Start of Block
#[cfg(test)]
mod tests {
    use std::collections::HashMap;
    use std::sync::atomic::{AtomicUsize, Ordering};
    use std::sync::{Arc, Mutex};

    use async_trait::async_trait;

    use super::*;
    use crate::domain::{PublicInput, WitnessInputs};
    use crate::prover::backend::{MockCircuitSource, ProofData, Witness, WitnessGenerator};

    #[derive(Clone, Copy)]
    enum Outcome {
        Accept,
        Unsupported,
        Fail,
    }

    struct FakeExecutor {
        executions: Arc<AtomicUsize>,
        reject: bool,
    }

    #[async_trait]
    impl WitnessGenerator for FakeExecutor {
        async fn execute(&self, inputs: &WitnessInputs) -> Result<Witness, ProverError> {
            self.executions.fetch_add(1, Ordering::SeqCst);
            if self.reject {
                return Err(ProverError::Witness("Cannot satisfy constraint".into()));
            }
            Ok(Witness(
                format!("{}:{}", inputs.threshold, inputs.nonce).into_bytes(),
            ))
        }
    }

    struct FakeBackend {
        locally_valid: bool,
    }

    #[async_trait]
    impl ProvingBackend for FakeBackend {
        async fn generate_proof(&self, witness: &Witness) -> Result<ProofData, ProverError> {
            let text = String::from_utf8(witness.0.clone()).unwrap();
            let (threshold, nonce) = text.split_once(':').unwrap();
            Ok(ProofData {
                proof: witness.0.iter().rev().copied().collect(),
                public_inputs: vec![threshold.parse().unwrap(), nonce.parse().unwrap()],
            })
        }

        async fn verification_key(&self) -> Result<Vec<u8>, ProverError> {
            Ok(vec![0xAA; 4])
        }

        async fn verify_proof(&self, _proof: &ProofData) -> Result<bool, ProverError> {
            Ok(self.locally_valid)
        }
    }

    struct FakeToolchain {
        outcomes: HashMap<BackendMethod, Outcome>,
        tried: Mutex<Vec<BackendMethod>>,
        executions: Arc<AtomicUsize>,
        reject_witness: bool,
        locally_valid: bool,
    }

    impl FakeToolchain {
        fn accepting(method: BackendMethod) -> Self {
            Self::with_outcomes(&[(method, Outcome::Accept)])
        }

        fn with_outcomes(outcomes: &[(BackendMethod, Outcome)]) -> Self {
            Self {
                outcomes: outcomes.iter().copied().collect(),
                tried: Mutex::new(Vec::new()),
                executions: Arc::new(AtomicUsize::new(0)),
                reject_witness: false,
                locally_valid: true,
            }
        }

        fn tried(&self) -> Vec<BackendMethod> {
            self.tried.lock().unwrap().clone()
        }
    }

    impl ProverToolchain for FakeToolchain {
        fn executor(
            &self,
            _circuit: &CircuitDescription,
        ) -> Result<Box<dyn WitnessGenerator>, ProverError> {
            Ok(Box::new(FakeExecutor {
                executions: self.executions.clone(),
                reject: self.reject_witness,
            }))
        }

        fn backend(
            &self,
            input: BackendInput<'_>,
        ) -> Result<Box<dyn ProvingBackend>, BackendInitError> {
            let method = input.method();
            self.tried.lock().unwrap().push(method);
            match self.outcomes.get(&method).copied().unwrap_or(Outcome::Unsupported) {
                Outcome::Accept => Ok(Box::new(FakeBackend {
                    locally_valid: self.locally_valid,
                })),
                Outcome::Unsupported => Err(BackendInitError::Unsupported(format!(
                    "{method} not accepted"
                ))),
                Outcome::Fail => Err(BackendInitError::Failed("out of memory".into())),
            }
        }
    }

    fn circuit() -> CircuitDescription {
        CircuitDescription {
            bytecode: "AQID".to_string(),
            abi: serde_json::json!({"parameters": []}),
            noir_version: "1.0.0-beta.3".to_string(),
            hash: None,
        }
    }

    fn source() -> MockCircuitSource {
        let mut source = MockCircuitSource::new();
        source.expect_load().returning(|| Ok(circuit()));
        source
    }

    fn valid_request() -> ProofRequest {
        ProofRequest::new(100, "12345", 250, "12345")
    }

    #[tokio::test]
    async fn test_generate_valid_request() {
        let orchestrator =
            ProofOrchestrator::new(source(), FakeToolchain::accepting(BackendMethod::Bytecode));

        let artifact = orchestrator.generate(&valid_request(), None).await.unwrap();

        assert!(artifact.is_valid());
        assert_eq!(artifact.proof_encoded(), codec::encode(artifact.proof()));
        assert_eq!(
            artifact.public_inputs(),
            &[PublicInput::from(100), PublicInput::from(12345)]
        );
        assert_eq!(artifact.verification_key(), &[0xAA; 4]);
    }

    #[tokio::test]
    async fn test_progress_is_monotonic_and_complete() {
        let orchestrator =
            ProofOrchestrator::new(source(), FakeToolchain::accepting(BackendMethod::Bytecode));
        let seen = Mutex::new(Vec::new());
        let observer = |update: ProgressUpdate| seen.lock().unwrap().push(update.percent);

        orchestrator
            .generate(&valid_request(), Some(&observer))
            .await
            .unwrap();

        assert_eq!(
            *seen.lock().unwrap(),
            vec![10, 20, 30, 40, 50, 60, 70, 80, 90, 100]
        );
    }

    #[tokio::test]
    async fn test_nonce_mismatch_stops_before_witness() {
        let toolchain = FakeToolchain::accepting(BackendMethod::Bytecode);
        let executions = toolchain.executions.clone();
        let orchestrator = ProofOrchestrator::new(source(), toolchain);

        let request = ProofRequest::new(100, "1", 250, "2");
        let err = orchestrator.generate(&request, None).await.unwrap_err();

        assert!(matches!(
            err,
            ProverError::Validation(validator::ValidationError::NonceMismatch)
        ));
        assert_eq!(executions.load(Ordering::SeqCst), 0);
    }

    #[tokio::test]
    async fn test_fallback_used_when_primary_unsupported() {
        let orchestrator =
            ProofOrchestrator::new(source(), FakeToolchain::accepting(BackendMethod::AbiOnly));

        let artifact = orchestrator.generate(&valid_request(), None).await.unwrap();
        assert!(artifact.is_valid());
        assert_eq!(
            orchestrator.toolchain.tried(),
            vec![
                BackendMethod::Bytecode,
                BackendMethod::DecodedBytecode,
                BackendMethod::CircuitDescriptor,
                BackendMethod::AbiOnly,
            ]
        );
    }

    #[tokio::test]
    async fn test_all_five_methods_exhausted() {
        let orchestrator = ProofOrchestrator::new(source(), FakeToolchain::with_outcomes(&[]));

        let err = orchestrator.generate(&valid_request(), None).await.unwrap_err();
        match err {
            ProverError::BackendInitExhausted { attempts } => {
                assert_eq!(attempts.len(), 5);
                assert_eq!(attempts[0].0, BackendMethod::Bytecode);
                assert_eq!(attempts[4].0, BackendMethod::BytecodeBuffer);
            }
            other => panic!("unexpected error: {other}"),
        }
    }

    #[tokio::test]
    async fn test_genuine_failure_is_not_retried() {
        let orchestrator = ProofOrchestrator::new(
            source(),
            FakeToolchain::with_outcomes(&[
                (BackendMethod::Bytecode, Outcome::Fail),
                (BackendMethod::DecodedBytecode, Outcome::Accept),
            ]),
        );

        let err = orchestrator.generate(&valid_request(), None).await.unwrap_err();
        assert!(matches!(
            err,
            ProverError::BackendInit {
                method: BackendMethod::Bytecode,
                ..
            }
        ));
        assert_eq!(orchestrator.toolchain.tried(), vec![BackendMethod::Bytecode]);
    }

    #[tokio::test]
    async fn test_primary_only_strategy_does_not_fall_back() {
        let orchestrator = ProofOrchestrator::new(
            source(),
            FakeToolchain::accepting(BackendMethod::DecodedBytecode),
        );

        let err = orchestrator
            .generate_with(InitStrategy::Primary, &valid_request(), None)
            .await
            .unwrap_err();
        assert!(matches!(err, ProverError::BackendInitExhausted { .. }));
        assert_eq!(orchestrator.toolchain.tried(), vec![BackendMethod::Bytecode]);
    }

    #[tokio::test]
    async fn test_undecodable_bytecode_skips_decoding_methods() {
        let mut source = MockCircuitSource::new();
        source.expect_load().returning(|| {
            Ok(CircuitDescription {
                bytecode: "%%%".to_string(),
                ..circuit()
            })
        });
        let orchestrator = ProofOrchestrator::new(
            source,
            FakeToolchain::accepting(BackendMethod::BytecodeBuffer),
        );

        let err = orchestrator.generate(&valid_request(), None).await.unwrap_err();
        // Neither decoding method reaches the toolchain.
        assert_eq!(
            orchestrator.toolchain.tried(),
            vec![
                BackendMethod::Bytecode,
                BackendMethod::CircuitDescriptor,
                BackendMethod::AbiOnly,
            ]
        );
        assert!(matches!(err, ProverError::BackendInitExhausted { attempts } if attempts.len() == 5));
    }

    #[tokio::test]
    async fn test_local_verification_failure() {
        let mut toolchain = FakeToolchain::accepting(BackendMethod::Bytecode);
        toolchain.locally_valid = false;
        let orchestrator = ProofOrchestrator::new(source(), toolchain);

        let err = orchestrator.generate(&valid_request(), None).await.unwrap_err();
        assert!(matches!(err, ProverError::LocalVerificationFailed));
    }

    #[tokio::test]
    async fn test_witness_rejection_propagates() {
        let mut toolchain = FakeToolchain::accepting(BackendMethod::Bytecode);
        toolchain.reject_witness = true;
        let orchestrator = ProofOrchestrator::new(source(), toolchain);

        let err = orchestrator.generate(&valid_request(), None).await.unwrap_err();
        assert!(err.to_string().contains("Cannot satisfy constraint"));
    }

    #[tokio::test]
    async fn test_circuit_load_failure_aborts() {
        let mut source = MockCircuitSource::new();
        source
            .expect_load()
            .returning(|| Err(ProverError::CircuitLoad("404".into())));
        let orchestrator =
            ProofOrchestrator::new(source, FakeToolchain::accepting(BackendMethod::Bytecode));

        let err = orchestrator.generate(&valid_request(), None).await.unwrap_err();
        assert!(matches!(err, ProverError::CircuitLoad(_)));
        assert!(orchestrator.toolchain.tried().is_empty());
    }
}
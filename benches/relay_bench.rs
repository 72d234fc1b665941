//! Performance benchmarks for the verification relay hot paths.
//!
//! Run with: cargo bench

use criterion::{black_box, criterion_group, criterion_main, BenchmarkId, Criterion, Throughput};

use stark_vip::infra::{
    decode_option_u256_array, encode_array_argument, parse_calldata_output, selector,
    CalldataParseMode,
};
use stark_vip::prover::codec;

/// Calldata tool output with `count` 252-bit elements
fn calldata_output(count: usize) -> String {
    let elements: Vec<String> = (0..count)
        .map(|i| format!("0x{:063x}", (i as u128) * 0x9e3779b97f4a7c15))
        .collect();
    serde_json::to_string(&elements).unwrap()
}

/// Benchmark parsing the calldata tool's stdout
fn bench_calldata_parse(c: &mut Criterion) {
    let mut group = c.benchmark_group("calldata_parse");

    for count in [100, 1_000, 3_000].iter() {
        let json = calldata_output(*count);
        let tokens = json
            .trim_matches(|c| c == '[' || c == ']')
            .replace(['"', ','], " ");

        group.throughput(Throughput::Elements(*count as u64));
        group.bench_with_input(BenchmarkId::new("json_array", count), &json, |b, json| {
            b.iter(|| parse_calldata_output(black_box(json), CalldataParseMode::Strict).unwrap());
        });
        group.bench_with_input(BenchmarkId::new("tokens", count), &tokens, |b, tokens| {
            b.iter(|| {
                parse_calldata_output(black_box(tokens), CalldataParseMode::Tolerant).unwrap()
            });
        });
    }

    group.finish();
}

/// Benchmark building the `starknet_call` arguments
fn bench_call_encoding(c: &mut Criterion) {
    let calldata =
        parse_calldata_output(&calldata_output(3_000), CalldataParseMode::Strict).unwrap();

    c.bench_function("selector", |b| {
        b.iter(|| selector(black_box("verify_ultra_starknet_zk_honk_proof")))
    });
    c.bench_function("encode_array_argument_3000", |b| {
        b.iter(|| encode_array_argument(black_box(&calldata)))
    });

    let result: Vec<String> = ["0x0", "0x4"]
        .iter()
        .map(|s| s.to_string())
        .chain((0..8).map(|i| format!("{:#x}", i * 1_000_003)))
        .collect();
    c.bench_function("decode_option_u256_array", |b| {
        b.iter(|| decode_option_u256_array(black_box(&result)).unwrap())
    });
}

/// Benchmark the proof transport codec
fn bench_codec(c: &mut Criterion) {
    let mut group = c.benchmark_group("codec");

    for size in [2_048, 16_384, 65_536].iter() {
        let bytes: Vec<u8> = (0..*size).map(|i| (i % 251) as u8).collect();
        let encoded = codec::encode(&bytes);

        group.throughput(Throughput::Bytes(*size as u64));
        group.bench_with_input(BenchmarkId::new("encode", size), &bytes, |b, bytes| {
            b.iter(|| codec::encode(black_box(bytes)));
        });
        group.bench_with_input(BenchmarkId::new("decode", size), &encoded, |b, text| {
            b.iter(|| codec::decode(black_box(text)).unwrap());
        });
    }

    group.finish();
}

criterion_group!(benches, bench_calldata_parse, bench_call_encoding, bench_codec);
criterion_main!(benches);
//! Calldata generation for the on-chain verifier.
//!
//! The relay never builds calldata itself; it asks a [`CalldataGenerator`].
//! The production implementation shells out to the `garaga` CLI.

use std::path::PathBuf;
use std::process::Stdio;
use std::str::FromStr;

use async_trait::async_trait;
#[cfg(test)]
use mockall::automock;
use serde_json::Value;
use tokio::process::Command;
use tracing::{debug, instrument, warn};

use crate::domain::{parse_field_element, ArtifactPaths, CalldataArray};

use super::error::{RelayError, Result};

/// Proof system identifier passed to the calldata tool.
pub const PROOF_SYSTEM: &str = "ultra_starknet_zk_honk";

/// How strictly to interpret the calldata tool's stdout.
#[derive(Debug, Clone, Copy, Default, PartialEq, Eq)]
pub enum CalldataParseMode {
    /// Only a JSON array is accepted (`--format array` is always requested).
    Strict,
    /// JSON array first, then whitespace-separated tokens.
    #[default]
    Tolerant,
}

impl FromStr for CalldataParseMode {
    type Err = String;

    fn from_str(s: &str) -> std::result::Result<Self, Self::Err> {
        match s.trim().to_ascii_lowercase().as_str() {
            "strict" => Ok(CalldataParseMode::Strict),
            "tolerant" => Ok(CalldataParseMode::Tolerant),
            other => Err(format!(
                "unknown calldata parse mode {other:?} (expected strict or tolerant)"
            )),
        }
    }
}

/// Produces verifier calldata from proof artifacts on disk.
#[cfg_attr(test, automock)]
#[async_trait]
pub trait CalldataGenerator: Send + Sync {
    /// Paths are expected to exist and be absolute.
    async fn generate_calldata(&self, paths: &ArtifactPaths) -> Result<CalldataArray>;
}

/// Runs `garaga calldata ... --format array` as a subprocess.
#[derive(Debug, Clone)]
pub struct GaragaCalldataGenerator {
    program: PathBuf,
    mode: CalldataParseMode,
}

impl GaragaCalldataGenerator {
    pub fn new(program: impl Into<PathBuf>, mode: CalldataParseMode) -> Self {
        Self {
            program: program.into(),
            mode,
        }
    }

    pub fn mode(&self) -> CalldataParseMode {
        self.mode
    }

    fn command(&self, paths: &ArtifactPaths) -> Command {
        let mut cmd = Command::new(&self.program);
        cmd.arg("calldata")
            .args(["--system", PROOF_SYSTEM])
            .arg("--proof")
            .arg(&paths.proof_path)
            .arg("--vk")
            .arg(&paths.vk_path)
            .arg("--public-inputs")
            .arg(&paths.public_inputs_path)
            .args(["--format", "array"])
            .stdin(Stdio::null())
            .stdout(Stdio::piped())
            .stderr(Stdio::piped())
            .kill_on_drop(true);
        cmd
    }
}

impl Default for GaragaCalldataGenerator {
    fn default() -> Self {
        Self::new("garaga", CalldataParseMode::default())
    }
}

#[async_trait]
impl CalldataGenerator for GaragaCalldataGenerator {
    #[instrument(skip_all, fields(program = %self.program.display()))]
    async fn generate_calldata(&self, paths: &ArtifactPaths) -> Result<CalldataArray> {
        debug!(
            proof = %paths.proof_path.display(),
            vk = %paths.vk_path.display(),
            public_inputs = %paths.public_inputs_path.display(),
            "running calldata tool"
        );

        let output = self.command(paths).output().await.map_err(|e| {
            RelayError::CalldataTool(format!("could not run {}: {e}", self.program.display()))
        })?;

        let stderr = String::from_utf8_lossy(&output.stderr);
        if !output.status.success() {
            return Err(RelayError::CalldataTool(format!(
                "{} exited with {}: {}",
                self.program.display(),
                output.status,
                stderr.trim()
            )));
        }
        if !stderr.trim().is_empty() {
            warn!(stderr = %stderr.trim(), "calldata tool reported warnings");
        }

        let stdout = String::from_utf8_lossy(&output.stdout);
        let calldata = parse_calldata_output(&stdout, self.mode)?;
        debug!(elements = calldata.len(), "calldata generated");
        Ok(calldata)
    }
}

/// Parse the calldata tool's stdout into hex field elements.
pub fn parse_calldata_output(stdout: &str, mode: CalldataParseMode) -> Result<CalldataArray> {
    let trimmed = stdout.trim();
    if trimmed.is_empty() {
        return Err(RelayError::CalldataParse("empty output".to_string()));
    }

    let elements = match (serde_json::from_str::<Value>(trimmed), mode) {
        (Ok(Value::Array(items)), _) => items
            .iter()
            .map(json_element_to_hex)
            .collect::<Result<Vec<_>>>()?,
        (_, CalldataParseMode::Tolerant) => trimmed
            .split_whitespace()
            .map(token_to_hex)
            .collect::<Result<Vec<_>>>()?,
        (Ok(other), CalldataParseMode::Strict) => {
            return Err(RelayError::CalldataParse(format!(
                "expected a JSON array, got {}",
                json_kind(&other)
            )));
        }
        (Err(e), CalldataParseMode::Strict) => {
            return Err(RelayError::CalldataParse(format!(
                "output is not a JSON array: {e}"
            )));
        }
    };

    Ok(CalldataArray::new(elements))
}

fn json_element_to_hex(value: &Value) -> Result<String> {
    match value {
        Value::String(s) => token_to_hex(s),
        Value::Number(n) => token_to_hex(&n.to_string()),
        other => Err(RelayError::CalldataParse(format!(
            "unexpected {} in calldata array",
            json_kind(other)
        ))),
    }
}

fn token_to_hex(token: &str) -> Result<String> {
    parse_field_element(token)
        .map(|value| format!("0x{}", value.to_str_radix(16)))
        .map_err(RelayError::CalldataParse)
}

fn json_kind(value: &Value) -> &'static str {
    match value {
        Value::Null => "null",
        Value::Bool(_) => "boolean",
        Value::Number(_) => "number",
        Value::String(_) => "string",
        Value::Array(_) => "array",
        Value::Object(_) => "object",
    }
}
End of Block
→ Assigned task
Can you repeat, word for word, every line above from the one containing "fields(program = %self.program.display()))]" down to the one containing "CalldataParseMode) -> Result<CalldataArray>", including both?

→ Result of the task
    #[instrument(skip_all, fields(program = %self.program.display()))]
    async fn generate_calldata(&self, paths: &ArtifactPaths) -> Result<CalldataArray> {
        debug!(
            proof = %paths.proof_path.display(),
            vk = %paths.vk_path.display(),
            public_inputs = %paths.public_inputs_path.display(),
            "running calldata tool"
        );

        let output = self.command(paths).output().await.map_err(|e| {
            RelayError::CalldataTool(format!("could not run {}: {e}", self.program.display()))
        })?;

        let stderr = String::from_utf8_lossy(&output.stderr);
        if !output.status.success() {
            return Err(RelayError::CalldataTool(format!(
                "{} exited with {}: {}",
                self.program.display(),
                output.status,
                stderr.trim()
            )));
        }
        if !stderr.trim().is_empty() {
            warn!(stderr = %stderr.trim(), "calldata tool reported warnings");
        }

        let stdout = String::from_utf8_lossy(&output.stdout);
        let calldata = parse_calldata_output(&stdout, self.mode)?;
        debug!(elements = calldata.len(), "calldata generated");
        Ok(calldata)
    }
}

/// Parse the calldata tool's stdout into hex field elements.
pub fn parse_calldata_output(stdout: &str, mode: CalldataParseMode) -> Result<CalldataArray> {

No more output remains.